Der Juli sei üblicherweise weltweit der wärmste Monat des Jahres, erklärte NOAA-Chef Rick Spinrad. "Der Juli 2021 hat sich aber selbst übertroffen als heißester Juli und Monat, der je registriert wurde." Der neue Rekord sei ein weiterer Beitrag auf dem "zerstörerischen und zersetzenden Weg, den der Klimawandel der Erde bereitet".PAID Green Bonds 17.03

2.02 Uhr: Testflug von Boeing-Raumkapsel zur ISS verzögert sich um Monate

Das Vorhaben des US-Luftfahrtkonzerns Boeing, mit seiner "Starliner"-Kapsel Dienstleister für die Internationale Raumstation ISS zu werden, ist um weitere Monate zurückgeworfen. Nach der Absage eines unbemannten Testflugs mit der Kapsel Anfang des Monats müsse sie von ihrer Trägerrakete getrennt und zur eingehenderen Untersuchung in ein Werk im Kennedy Space Center im US-Bundesstaat Florida geschickt werden, teilte Boeing mit. Dies verzögere den Testflug um mehrere Monate.

Eigentlich hatte das Raumschiff bereits am 3. August mit einer Rakete vom Typ Atlas V vom Kennedy Space Center in Cape Canaveral starten sollen. Die Mission wurde wegen Probleme des Antriebssystems jedoch zunächst erst um einen Tag verschoben  und schließlich auf unbestimmte Zeit vertagt. 

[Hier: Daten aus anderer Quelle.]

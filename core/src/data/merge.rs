//! Baseline/stored reconciliation for keyed JSON records.
//!
//! The result has exactly the baseline's top-level keys. For each key the
//! baseline entry is the starting point and the stored entry's fields are
//! laid over it (one level deep). Protected paths are then forced back to
//! the baseline value, so app-controlled assets never take a stored override.

use serde_json::{Map, Value};

/// A dotted path into a merged record, e.g. `["hours", "normal", "image"]`.
pub type FieldPath = &'static [&'static str];

/// Service-manual fields that always come from the baseline.
pub const SERVICE_PROTECTED_FIELDS: &[FieldPath] = &[
    &["layout", "image"],
    &["hours", "normal", "image"],
    &["hours", "holiday", "image"],
    &["staffing", "image"],
];

/// Menu entries have no protected fields.
pub const MENU_PROTECTED_FIELDS: &[FieldPath] = &[];

/// Merge `stored` onto `baseline`. Neither input is modified.
///
/// - Keys only in `stored` are dropped.
/// - Keys only in `baseline` are copied.
/// - When both entries are objects, stored fields win field-by-field.
/// - A null, `false`, zero or empty-string stored entry keeps the baseline.
/// - Otherwise the stored value replaces the baseline value.
/// - Protected paths the baseline lacks keep whatever was stored.
pub fn merge_record(
    baseline: &Map<String, Value>,
    stored: &Map<String, Value>,
    protected: &[FieldPath],
) -> Map<String, Value> {
    let mut merged = Map::new();
    for (key, base_value) in baseline {
        let value = match stored.get(key) {
            None => base_value.clone(),
            Some(stored_value) => overlay(base_value, stored_value),
        };
        merged.insert(key.clone(), value);
    }
    for path in protected {
        enforce_baseline(&mut merged, baseline, path);
    }
    merged
}

fn overlay(base: &Value, stored: &Value) -> Value {
    match (base, stored) {
        (Value::Object(b), Value::Object(s)) => {
            let mut out = b.clone();
            for (field, v) in s {
                out.insert(field.clone(), v.clone());
            }
            Value::Object(out)
        }
        (b, s) if is_empty_override(s) => b.clone(),
        (_, s) => s.clone(),
    }
}

/// Null, `false`, zero and the empty string carry no override.
fn is_empty_override(value: &Value) -> bool {
    match value {
        Value::Null => true,
        Value::Bool(b) => !b,
        Value::Number(n) => n.as_f64() == Some(0.0),
        Value::String(s) => s.is_empty(),
        Value::Array(_) | Value::Object(_) => false,
    }
}

/// Read the value at `path`, if every step is an object containing it.
pub fn lookup<'a>(record: &'a Map<String, Value>, path: &[&str]) -> Option<&'a Value> {
    let (first, rest) = path.split_first()?;
    let mut current = record.get(*first)?;
    for segment in rest {
        current = current.as_object()?.get(*segment)?;
    }
    Some(current)
}

/// Make `merged` hold the baseline's value at `path`. A path the baseline
/// lacks is left as stored. Intermediate objects are created when the stored
/// data dropped them; a non-object in the way is replaced.
fn enforce_baseline(merged: &mut Map<String, Value>, baseline: &Map<String, Value>, path: &[&str]) {
    let Some((leaf, parents)) = path.split_last() else {
        return;
    };
    let Some(base_value) = lookup(baseline, path) else {
        return;
    };
    if let Some(parent) = parents_mut(merged, parents) {
        parent.insert((*leaf).to_string(), base_value.clone());
    }
}

fn parents_mut<'a>(
    record: &'a mut Map<String, Value>,
    parents: &[&str],
) -> Option<&'a mut Map<String, Value>> {
    let mut current = record;
    for segment in parents {
        let slot = current
            .entry((*segment).to_string())
            .or_insert_with(|| Value::Object(Map::new()));
        if !slot.is_object() {
            *slot = Value::Object(Map::new());
        }
        current = slot.as_object_mut()?;
    }
    Some(current)
}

Mit dem unbemannten Testflug wollte Boeing eigentlich sein Raumfahrtprogramm nach mehreren Rückschlägen wieder auf Kurs bringen. Ein erster unbemannter Testflug der "Starliner"-Kapsel war 2019 wegen Software-Problemen gescheitert. Das Raumschiff konnte die ISS damals nicht ansteuern und kehrte vorzeitig zur Erde zurück.